Porque si el poder ha secuestrado el bien común para protegerse a sí mismo, es tarea del pueblo arrebatarle esa bandera, volverla propia y reclamar que la democracia vuelva a significar lo que prometió: un proyecto de vida compartida, no una trinchera de unos pocos.
Conclusión
El bien común no puede ser una coartada institucional ni un placebo discursivo. Mucho menos, una bandera que ondea solo cuando conviene al poder. En un Estado constitucional, el bien común exige políticas públicas que redistribuyan dignidad, no ventajas para unos pocos; exige representación, no silencios; exige límites al poder, no impunidad adornada de patriotismo.
Cuando quienes gobiernan abusan de esta noción para blindarse, distraer o imponerse —aumentando sus sueldos mientras la economía se desploma, persiguiendo voces críticas en nombre del orden o instrumentalizando el discurso de la libertad para sembrar odio— no solo vacían el contenido del bien común: lo pervierten.

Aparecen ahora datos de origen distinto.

// Copyright (C) 2025 SyncMyOrders Sp. z o.o.
// SPDX-License-Identifier: AGPL-3.0-or-later
//! Embeddable host runtime.
//!
//! [`HostRuntime`] wires the KV store, registry, queue service, and worker
//! manager together, installs the announcement and control subscriptions,
//! and runs the dispatch task that feeds them to the manager. Use it to
//! embed a session host into an existing tokio application instead of
//! running the standalone binary.
//!
//! # Example
//!
//! ```rust,ignore
//! use std::sync::Arc;
//! use stepfleet_core::kv::RedisKv;
//! use stepfleet_core::runtime::HostRuntime;
//!
//! #[tokio::main]
//! async fn main() -> anyhow::Result<()> {
//!     let kv = Arc::new(RedisKv::connect("redis://localhost:6379").await?);
//!     let runtime = HostRuntime::builder()
//!         .kv(kv)
//!         .executor(Arc::new(MyExecutor::new()))
//!         .build()?
//!         .start()
//!         .await?;
//!
//!     // ... run your application ...
//!
//!     runtime.shutdown().await?;
//!     Ok(())
//! }
//! ```

use std::sync::Arc;

use tokio::sync::watch;
use tokio::task::JoinHandle;
use tracing::{error, info, warn};

use crate::error::{CoreError, Result};
use crate::executor::{CompletionNotifier, LogNotifier, StepExecutor};
use crate::kv::{KvStore, KvSubscription};
use crate::manager::{WorkerManager, WorkerManagerConfig};
use crate::queue::QueueService;
use crate::session::{
    session_from_control_channel, CONTROL_CHANNEL_PATTERN, NEW_SESSIONS_CHANNEL,
};

/// Builder for a [`HostRuntime`].
pub struct HostRuntimeBuilder {
    kv: Option<Arc<dyn KvStore>>,
    executor: Option<Arc<dyn StepExecutor>>,
    notifier: Arc<dyn CompletionNotifier>,
    config: WorkerManagerConfig,
}

impl std::fmt::Debug for HostRuntimeBuilder {
    fn fmt(&self, f: &mut std::fmt::Formatter<'_>) -> std::fmt::Result {
        f.debug_struct("HostRuntimeBuilder")
            .field("kv", &self.kv.as_ref().map(|_| "..."))
            .field("executor", &self.executor.as_ref().map(|_| "..."))
            .field("config", &self.config)
            .finish()
    }
}

impl Default for HostRuntimeBuilder {
    fn default() -> Self {
        Self {
            kv: None,
            executor: None,
            notifier: Arc::new(LogNotifier),
            config: WorkerManagerConfig::default(),
        }
    }
}

impl HostRuntimeBuilder {
    /// Create a new builder with default settings.
    pub fn new() -> Self {
        Self::default()
    }

    /// Set the KV store (required).
    pub fn kv(mut self, kv: Arc<dyn KvStore>) -> Self {
        self.kv = Some(kv);
        self
    }

    /// Set the step executor (required).
    pub fn executor(mut self, executor: Arc<dyn StepExecutor>) -> Self {
        self.executor = Some(executor);
        self
    }

    /// Set the completion notifier. Defaults to a logging no-op.
    pub fn notifier(mut self, notifier: Arc<dyn CompletionNotifier>) -> Self {
        self.notifier = notifier;
        self
    }

    /// Override the worker manager configuration.
    pub fn config(mut self, config: WorkerManagerConfig) -> Self {
        self.config = config;
        self
    }

    /// Build the runtime configuration.
    ///
    /// Returns an error if required fields are missing.
    pub fn build(self) -> Result<HostRuntimeConfig> {
        let kv = self
            .kv
            .ok_or_else(|| CoreError::Protocol("kv store is required".to_string()))?;
        let executor = self
            .executor
            .ok_or_else(|| CoreError::Protocol("executor is required".to_string()))?;
        Ok(HostRuntimeConfig {
            kv,
            executor,
            notifier: self.notifier,
            config: self.config,
        })
    }
}

/// A built-but-not-started host runtime.
pub struct HostRuntimeConfig {
    kv: Arc<dyn KvStore>,
    executor: Arc<dyn StepExecutor>,
    notifier: Arc<dyn CompletionNotifier>,
    config: WorkerManagerConfig,
}

impl HostRuntimeConfig {
    /// Install subscriptions and start the dispatch task.
    pub async fn start(self) -> Result<HostRuntime> {
        let queues = QueueService::new(self.kv.clone());
        let manager = Arc::new(WorkerManager::new(
            self.kv.clone(),
            queues,
            self.executor,
            self.notifier,
            self.config,
        ));

        let announcements = self.kv.subscribe(NEW_SESSIONS_CHANNEL).await?;
        let control = self.kv.subscribe(CONTROL_CHANNEL_PATTERN).await?;
        let (shutdown_tx, shutdown_rx) = watch::channel(false);

        let dispatch = tokio::spawn(run_dispatch(
            manager.clone(),
            announcements,
            control,
            shutdown_rx,
        ));

        info!(manager_id = %manager.manager_id(), "host runtime started");
        Ok(HostRuntime {
            manager,
            dispatch,
            shutdown_tx,
        })
    }
}

/// A running session host.
pub struct HostRuntime {
    manager: Arc<WorkerManager>,
    dispatch: JoinHandle<()>,
    shutdown_tx: watch::Sender<bool>,
}

impl HostRuntime {
    /// Create a new builder for configuring the runtime.
    pub fn builder() -> HostRuntimeBuilder {
        HostRuntimeBuilder::new()
    }

    /// The worker manager driving this host.
    pub fn manager(&self) -> &Arc<WorkerManager> {
        &self.manager
    }

    /// Check if the dispatch task is still running.
    pub fn is_running(&self) -> bool {
        !self.dispatch.is_finished()
    }

    /// Gracefully shut down: stop dispatch, then stop every worker so
    /// leases release cleanly and announcements resume quickly elsewhere.
    pub async fn shutdown(self) -> Result<()> {
        info!("host runtime shutting down");
        let _ = self.shutdown_tx.send(true);
        if let Err(e) = self.dispatch.await {
            error!(error = %e, "dispatch task join failed");
        }
        self.manager.shutdown().await;
        info!("host runtime shutdown complete");
        Ok(())
    }
}

/// Feed announcements and control messages to the manager. Each message is
/// handled on its own task so a long recovery replay cannot stall the bus.
async fn run_dispatch(
    manager: Arc<WorkerManager>,
    mut announcements: KvSubscription,
    mut control: KvSubscription,
    mut shutdown_rx: watch::Receiver<bool>,
) {
    loop {
        tokio::select! {
            biased;

            _ = shutdown_rx.changed() => {
                if *shutdown_rx.borrow() {
                    break;
                }
            }

            message = announcements.next() => {
                let Some(message) = message else {
                    warn!("announcement subscription closed");
                    break;
                };
                let session_id = message.payload.trim().to_string();
                if session_id.is_empty() {
                    continue;
                }
                let manager = manager.clone();
                tokio::spawn(async move {
                    if let Err(e) = manager.on_new_session(&session_id).await {
                        warn!(session_id = %session_id, error = %e, "announcement handling failed");
                    }
                });
            }

            message = control.next() => {
                let Some(message) = message else {
                    warn!("control subscription closed");
                    break;
                };
                let Some(session_id) = session_from_control_channel(&message.channel) else {
                    continue;
                };
                let session_id = session_id.to_string();
                let command = message.payload.clone();
                let manager = manager.clone();
                tokio::spawn(async move {
                    if let Err(e) = manager.on_session_control(&session_id, &command).await {
                        warn!(session_id = %session_id, error = %e, "control handling failed");
                    }
                });
            }
        }
    }
}

#[cfg(test)]
mod tests {
    use super::*;
    use crate::executor::ExecutorError;
    use crate::kv::MemoryKv;
    use crate::session::{Step, StepPayload};
    use async_trait::async_trait;

    struct NoopExecutor;

    #[async_trait]
    impl StepExecutor for NoopExecutor {
        async fn execute(
            &self,
            _session_id: &str,
            _step: &StepPayload,
        ) -> std::result::Result<serde_json::Value, ExecutorError> {
            Ok(serde_json::Value::Null)
        }

        async fn replay(
            &self,
            _session_id: &str,
            _step: &Step,
        ) -> std::result::Result<(), ExecutorError> {
            Ok(())
        }
    }

    #[test]
    fn builder_requires_kv() {
        let result = HostRuntimeBuilder::new()
            .executor(Arc::new(NoopExecutor))
            .build();
        assert!(result.is_err());
    }

    #[test]
    fn builder_requires_executor() {
        let kv: Arc<dyn KvStore> = Arc::new(MemoryKv::new());
        let result = HostRuntimeBuilder::new().kv(kv).build();
        assert!(result.is_err());
    }

    #[test]
    fn builder_debug_hides_components() {
        let kv: Arc<dyn KvStore> = Arc::new(MemoryKv::new());
        let builder = HostRuntimeBuilder::new().kv(kv);
        let debug = format!("{builder:?}");
        assert!(debug.contains("HostRuntimeBuilder"));
        assert!(debug.contains("..."));
    }

    #[tokio::test]
    async fn runtime_starts_and_shuts_down() {
        let kv: Arc<dyn KvStore> = Arc::new(MemoryKv::new());
        let runtime = HostRuntime::builder()
            .kv(kv)
            .executor(Arc::new(NoopExecutor))
            .build()
            .unwrap()
            .start()
            .await
            .unwrap();

        assert!(runtime.is_running());
        assert_eq!(runtime.manager().worker_count().await, 0);
        runtime.shutdown().await.unwrap();
    }
}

- El bien común, secuestrado por el poder: Más que un principio de justicia, hoy es un escudo discursivo que se invoca desde el poder no para incluir, sino para justificar decisiones autoritarias, impopulares y ajenas al interés colectivo.
- La desconexión entre el discurso y la realidad: El uso retórico del bien común contrasta brutalmente con las acciones concretas de gobiernos que premian a sus élites, castigan al disenso y legislan desde la soberbia, no desde la legitimidad.
- Del ideal democrático a la simulación autoritaria: El bien común demanda transparencia, equidad y participación ciudadana. Sin esas condiciones, la democracia se transforma en una fachada institucional al servicio de intereses particulares.
- La ciudadanía, desplazada del centro político: La voz del pueblo ha sido marginada por decisiones verticales que ignoran el clamor social. La legitimidad no se hereda ni se impone: se construye con justicia, escucha y corresponsabilidad.
- Recuperar el bien común es recuperar la democracia: No podemos permitir que se nos arrebate un concepto fundante de la vida republicana. Reivindicar el bien común como patrimonio colectivo es hoy un acto político, ético y urgente.